All of Marisa Anderson's music has travelled thousands of miles. This is literally true — the Portland, Ore. guitarist spent her late teens and twenties walking across the United States — and it's one of her gifts as a musician. She revels in the journey, in the process that of getting from point A to point B.
The legs of her peripatetic creative process are clearly displayed on "House Carpenter/See That My Grave is Kept Clean," Anderson's medley of a traditional folk song from the Scottish Borders and the Blind Lemon Jefferson blues classic. "House Carpenter," the title given to most American derivatives of the ballad "Demon Lover," is melody-driven from the start, with clear ties to its British folk lineage. Many of Anderson's compositions are experimental and meditative in nature, leaving space between notes for response — or for inspiration to arrive — so it stands out when she opens a song with a structured folk tuning. The storytelling nature of "House Carpenter" is obvious in its cascading, lilting collection of notes. This is a monologue, with no space for other input, and no jarring chords that draw attention away from the narrative.

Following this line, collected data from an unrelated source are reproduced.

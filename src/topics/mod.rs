//! Curated debate topic catalog.
//!
//! Topics are organized into eight themed categories with three difficulty
//! tiers. Titles, descriptions and key points are Lithuanian since that is
//! the language the debates run in.

pub mod catalog;

use serde::{Deserialize, Serialize};

use crate::coach::Difficulty;

pub use catalog::{all, by_category, by_difficulty, by_id, random, DEBATE_TOPICS};

/// Themed topic categories.
#[derive(Debug, Clone, Copy, PartialEq, Eq, Hash, Serialize, Deserialize)]
#[serde(rename_all = "kebab-case")]
pub enum TopicCategory {
    Education,
    Technology,
    Environment,
    Social,
    Ethics,
    Politics,
    Health,
    Economics,
}

impl TopicCategory {
    /// Returns all categories in display order.
    pub fn all() -> Vec<TopicCategory> {
        vec![
            TopicCategory::Education,
            TopicCategory::Technology,
            TopicCategory::Environment,
            TopicCategory::Social,
            TopicCategory::Ethics,
            TopicCategory::Politics,
            TopicCategory::Health,
            TopicCategory::Economics,
        ]
    }

    /// Returns the category identifier.
    pub fn as_str(&self) -> &'static str {
        match self {
            TopicCategory::Education => "education",
            TopicCategory::Technology => "technology",
            TopicCategory::Environment => "environment",
            TopicCategory::Social => "social",
            TopicCategory::Ethics => "ethics",
            TopicCategory::Politics => "politics",
            TopicCategory::Health => "health",
            TopicCategory::Economics => "economics",
        }
    }

    /// Returns the Lithuanian display name.
    pub fn display_name(&self) -> &'static str {
        match self {
            TopicCategory::Education => "Švietimas ir mokymasis",
            TopicCategory::Technology => "Technologijos ir AI",
            TopicCategory::Environment => "Aplinka ir klimatas",
            TopicCategory::Social => "Socialiniai klausimai",
            TopicCategory::Ethics => "Etika ir filosofija",
            TopicCategory::Politics => "Politika ir valdžia",
            TopicCategory::Health => "Sveikata ir medicina",
            TopicCategory::Economics => "Ekonomika ir verslas",
        }
    }

    /// Returns the icon shown next to the category.
    pub fn icon(&self) -> &'static str {
        match self {
            TopicCategory::Education => "🎓",
            TopicCategory::Technology => "💻",
            TopicCategory::Environment => "🌍",
            TopicCategory::Social => "👥",
            TopicCategory::Ethics => "⚖️",
            TopicCategory::Politics => "🏛️",
            TopicCategory::Health => "🏥",
            TopicCategory::Economics => "💼",
        }
    }
}

impl std::fmt::Display for TopicCategory {
    fn fmt(&self, f: &mut std::fmt::Formatter<'_>) -> std::fmt::Result {
        write!(f, "{}", self.as_str())
    }
}

impl std::str::FromStr for TopicCategory {
    type Err = String;

    fn from_str(s: &str) -> Result<Self, Self::Err> {
        match s.to_lowercase().as_str() {
            "education" => Ok(TopicCategory::Education),
            "technology" | "tech" => Ok(TopicCategory::Technology),
            "environment" => Ok(TopicCategory::Environment),
            "social" => Ok(TopicCategory::Social),
            "ethics" => Ok(TopicCategory::Ethics),
            "politics" => Ok(TopicCategory::Politics),
            "health" => Ok(TopicCategory::Health),
            "economics" => Ok(TopicCategory::Economics),
            other => Err(format!("Unknown category: {}", other)),
        }
    }
}

/// Suggested starting points for each side of a topic.
#[derive(Debug, Clone, Serialize)]
pub struct KeyPoints {
    /// Points for arguing in favor.
    pub pro: &'static [&'static str],
    /// Points for arguing against.
    pub con: &'static [&'static str],
}

/// A single debate topic.
#[derive(Debug, Clone, Serialize)]
pub struct DebateTopic {
    /// Stable topic identifier (e.g., "nuclear-energy").
    pub id: &'static str,
    /// Topic question as shown to the student.
    pub title: &'static str,
    /// One-line framing of what to explore.
    pub description: &'static str,
    /// Category the topic belongs to.
    pub category: TopicCategory,
    /// Recommended difficulty tier.
    pub difficulty: Difficulty,
    /// Suggested starting points for both sides.
    pub key_points: KeyPoints,
}

#[cfg(test)]
mod tests {
    use super::*;
    use std::str::FromStr;

    #[test]
    fn test_eight_categories() {
        assert_eq!(TopicCategory::all().len(), 8);
    }

    #[test]
    fn test_category_ids_are_unique() {
        let mut ids: Vec<&str> = TopicCategory::all().iter().map(|c| c.as_str()).collect();
        ids.sort_unstable();
        ids.dedup();
        assert_eq!(ids.len(), 8);
    }

    #[test]
    fn test_category_round_trips_through_from_str() {
        for category in TopicCategory::all() {
            let parsed = TopicCategory::from_str(category.as_str()).expect("valid id");
            assert_eq!(parsed, category);
        }
    }

    #[test]
    fn test_category_serializes_as_id() {
        let json = serde_json::to_string(&TopicCategory::Education).expect("serialize");
        assert_eq!(json, "\"education\"");
    }
}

And then, around the end of the second minute, the song begins to stretch out. Anderson begins to bolster her lower register, letting single notes last longer, stand alone, and bend under their own weight. She sets down her sylvan British greens and picks up the Texas blues. The progression, she told NPR Music, was both deliberate and natural:
"This pairing of songs is about redemption and remembering. The woman at the center of ["House Carpenter"] has left her husband and infant to sail the seas with her lover who turns out to be the Devil. After he reveals his true nature to her, the boat sinks and she drowns and goes to hell...I pair this song to "See That My Grave Is Kept Clean" with the idea that each of us, at the end of our lives, can hope there is someone to remember us well in spite of the mistakes we've made. On a larger level, this song also speaks to me about male narration and an absence of women's voices/perspectives in traditional stories."
As the medley winds on, Anderson's playing slows down, like an old heartbeat. The character of the music changes, gains dimension, takes on a sense of resignation. As is often the case in Anderson's music, a jaunty piece of folklore gets handed a pair of walking shoes, a hard road, and a prodigious, gentle, relentless trail guide to ease the passage.